| EXERCISE INSTRUCTIONS |
Return the exact lines spanning from the line with "describes that offset." through the last line of the entries, boundaries included, and no others.
=== PROVIDED RECORDS ===
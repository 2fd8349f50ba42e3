//! `profile.toml`: what the document says about the organization.
//!
//! Every field has a default, so an empty file (or no file) is valid.

use crate::error::{ProfileError, Result};
use serde::{Deserialize, Serialize};
use std::path::{Path, PathBuf};

pub const DEFAULT_OUTPUT: &str = "profile/README.md";

#[derive(Debug, Clone, PartialEq, Serialize, Deserialize)]
#[serde(default, deny_unknown_fields)]
pub struct ProfileConfig {
    pub org: Option<String>,
    pub title: Option<String>,
    pub tagline: Option<String>,
    pub website: Option<String>,
    pub logo: Option<String>,
    /// Hours added to UTC when bucketing commits by hour of day.
    pub utc_offset: i32,
    pub timezone_label: Option<String>,
    pub annotate_hour: Option<usize>,
    pub annotation: String,
    /// Free-form Markdown placed below the badges.
    pub intro: Option<String>,
    pub night_callout: String,
    /// Fallback member list when the members API answers partially.
    pub team: Vec<String>,
    pub exclude_authors: Vec<String>,
    pub skip_languages: Vec<String>,
    pub min_loc_code: u64,
    pub badges: Vec<Badge>,
    pub tech: Vec<TechBadge>,
    pub projects: Vec<Project>,
}

#[derive(Debug, Clone, PartialEq, Serialize, Deserialize)]
pub struct Badge {
    pub label: String,
    pub message: String,
    pub color: String,
    pub alt: Option<String>,
}

#[derive(Debug, Clone, PartialEq, Serialize, Deserialize)]
pub struct TechBadge {
    pub name: String,
    pub color: String,
    pub logo: Option<String>,
    #[serde(default = "default_logo_color")]
    pub logo_color: String,
}

#[derive(Debug, Clone, PartialEq, Serialize, Deserialize)]
pub struct Project {
    #[serde(default)]
    pub emoji: String,
    pub name: String,
    /// Repository to link, or none for private projects.
    pub repo: Option<String>,
    #[serde(default)]
    pub links: Vec<ProjectLink>,
    #[serde(default)]
    pub stack: String,
    #[serde(default)]
    pub description: String,
}

#[derive(Debug, Clone, PartialEq, Serialize, Deserialize)]
pub struct ProjectLink {
    pub label: String,
    pub repo: String,
}

fn default_logo_color() -> String {
    "white".to_string()
}

impl Default for ProfileConfig {
    fn default() -> Self {
        Self {
            org: None,
            title: None,
            tagline: None,
            website: None,
            logo: None,
            utc_offset: 9,
            timezone_label: None,
            annotate_hour: None,
            annotation: String::new(),
            intro: None,
            night_callout: String::new(),
            team: Vec::new(),
            exclude_authors: ["claude", "augmentcode", "github-actions[bot]", "dependabot[bot]"]
                .map(String::from)
                .to_vec(),
            skip_languages: [
                "Markdown",
                "JSON",
                "YAML",
                "TOML",
                "XML",
                "Plain Text",
                "Text",
                "License",
                "SVG",
                "Docker ignore",
                "Gitignore",
            ]
            .map(String::from)
            .to_vec(),
            min_loc_code: 10,
            badges: Vec::new(),
            tech: Vec::new(),
            projects: Vec::new(),
        }
    }
}

impl ProfileConfig {
    pub fn from_toml(text: &str) -> Result<Self> {
        Ok(toml::from_str(text)?)
    }

    /// Load `path`, or the defaults when no path is given.
    pub fn load(path: Option<&Path>) -> Result<Self> {
        let Some(path) = path else {
            return Ok(Self::default());
        };
        let text = std::fs::read_to_string(path).map_err(|e| {
            ProfileError::Config(format!("cannot read {}: {e}", path.display()))
        })?;
        Self::from_toml(&text)
            .map_err(|e| ProfileError::Config(format!("{}: {e}", path.display())))
    }

    /// Label for data bucketed at `offset`. The configured label only
    /// applies when it describes that offset.
    pub fn timezone_label(&self, offset: i32) -> String {
        match &self.timezone_label {
            Some(label) if offset == self.utc_offset => label.clone(),
            _ => format!("UTC{offset:+}"),
        }
    }

    pub fn skips_language(&self, language: &str) -> bool {
        self.skip_languages.iter().any(|l| l == language)
    }
}

/// Where the document goes when `--output` is not given: next to the config
/// file, or under the current directory.
pub fn default_output_path(config_path: Option<&Path>) -> PathBuf {
    config_path
        .and_then(Path::parent)
        .map(Path::to_path_buf)
        .unwrap_or_default()
        .join(DEFAULT_OUTPUT)
}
===
| RESPONSE TO THE TASK |
    /// applies when it describes that offset.
    pub fn timezone_label(&self, offset: i32) -> String {
        match &self.timezone_label {
            Some(label) if offset == self.utc_offset => label.clone(),
            _ => format!("UTC{offset:+}"),
        }
    }

    pub fn skips_language(&self, language: &str) -> bool {
        self.skip_languages.iter().any(|l| l == language)
    }
}

/// Where the document goes when `--output` is not given: next to the config
/// file, or under the current directory.
pub fn default_output_path(config_path: Option<&Path>) -> PathBuf {
    config_path
        .and_then(Path::parent)
        .map(Path::to_path_buf)
        .unwrap_or_default()
        .join(DEFAULT_OUTPUT)
}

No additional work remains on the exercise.